_What to produce_.
Below is a block of records. Copy every line in it that contains the word "clap".

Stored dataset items
──────
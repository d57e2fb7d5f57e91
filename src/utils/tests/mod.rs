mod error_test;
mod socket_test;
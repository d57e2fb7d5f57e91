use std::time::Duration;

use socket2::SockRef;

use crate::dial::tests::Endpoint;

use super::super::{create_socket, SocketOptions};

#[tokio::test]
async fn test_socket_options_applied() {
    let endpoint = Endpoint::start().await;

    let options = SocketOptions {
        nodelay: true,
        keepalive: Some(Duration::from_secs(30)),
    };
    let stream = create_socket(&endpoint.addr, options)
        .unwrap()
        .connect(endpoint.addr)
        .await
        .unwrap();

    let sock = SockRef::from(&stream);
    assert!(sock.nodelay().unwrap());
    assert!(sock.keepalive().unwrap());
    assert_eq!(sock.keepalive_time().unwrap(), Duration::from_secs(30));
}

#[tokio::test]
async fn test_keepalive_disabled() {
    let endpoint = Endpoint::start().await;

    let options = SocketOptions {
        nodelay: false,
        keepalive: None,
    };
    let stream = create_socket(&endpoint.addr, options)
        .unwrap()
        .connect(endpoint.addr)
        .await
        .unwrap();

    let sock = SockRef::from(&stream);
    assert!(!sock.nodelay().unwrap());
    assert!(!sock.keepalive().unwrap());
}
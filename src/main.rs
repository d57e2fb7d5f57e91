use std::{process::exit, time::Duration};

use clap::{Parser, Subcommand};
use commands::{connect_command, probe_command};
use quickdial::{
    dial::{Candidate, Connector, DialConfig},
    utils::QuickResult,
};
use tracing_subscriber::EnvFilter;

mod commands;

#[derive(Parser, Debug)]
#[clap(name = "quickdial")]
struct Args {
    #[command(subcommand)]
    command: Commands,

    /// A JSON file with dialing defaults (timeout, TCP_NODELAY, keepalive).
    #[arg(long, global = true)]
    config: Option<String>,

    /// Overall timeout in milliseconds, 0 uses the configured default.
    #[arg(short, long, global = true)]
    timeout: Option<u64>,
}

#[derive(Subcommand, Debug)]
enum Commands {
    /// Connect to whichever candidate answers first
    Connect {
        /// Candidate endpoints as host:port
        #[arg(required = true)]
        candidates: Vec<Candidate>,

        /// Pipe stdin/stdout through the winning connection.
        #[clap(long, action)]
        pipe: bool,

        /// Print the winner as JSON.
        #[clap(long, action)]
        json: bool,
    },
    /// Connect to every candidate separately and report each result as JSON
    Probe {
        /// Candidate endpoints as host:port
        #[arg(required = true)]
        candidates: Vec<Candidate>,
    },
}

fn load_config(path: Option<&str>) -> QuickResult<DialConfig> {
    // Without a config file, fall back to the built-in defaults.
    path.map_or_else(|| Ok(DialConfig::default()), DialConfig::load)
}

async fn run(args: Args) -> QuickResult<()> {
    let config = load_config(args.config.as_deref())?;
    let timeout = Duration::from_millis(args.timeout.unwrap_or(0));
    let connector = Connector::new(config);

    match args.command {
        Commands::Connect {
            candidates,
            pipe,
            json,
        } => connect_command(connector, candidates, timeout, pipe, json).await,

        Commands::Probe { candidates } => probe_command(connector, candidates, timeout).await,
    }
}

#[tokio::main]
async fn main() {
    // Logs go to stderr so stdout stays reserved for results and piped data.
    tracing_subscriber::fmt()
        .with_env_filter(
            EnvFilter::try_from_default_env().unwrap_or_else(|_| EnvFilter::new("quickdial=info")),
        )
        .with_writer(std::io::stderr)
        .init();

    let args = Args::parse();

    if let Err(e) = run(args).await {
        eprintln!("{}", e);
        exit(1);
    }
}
──────
_Exercise response_.
use clap::{Parser, Subcommand};
#[clap(name = "quickdial")]
        #[clap(long, action)]
        #[clap(long, action)]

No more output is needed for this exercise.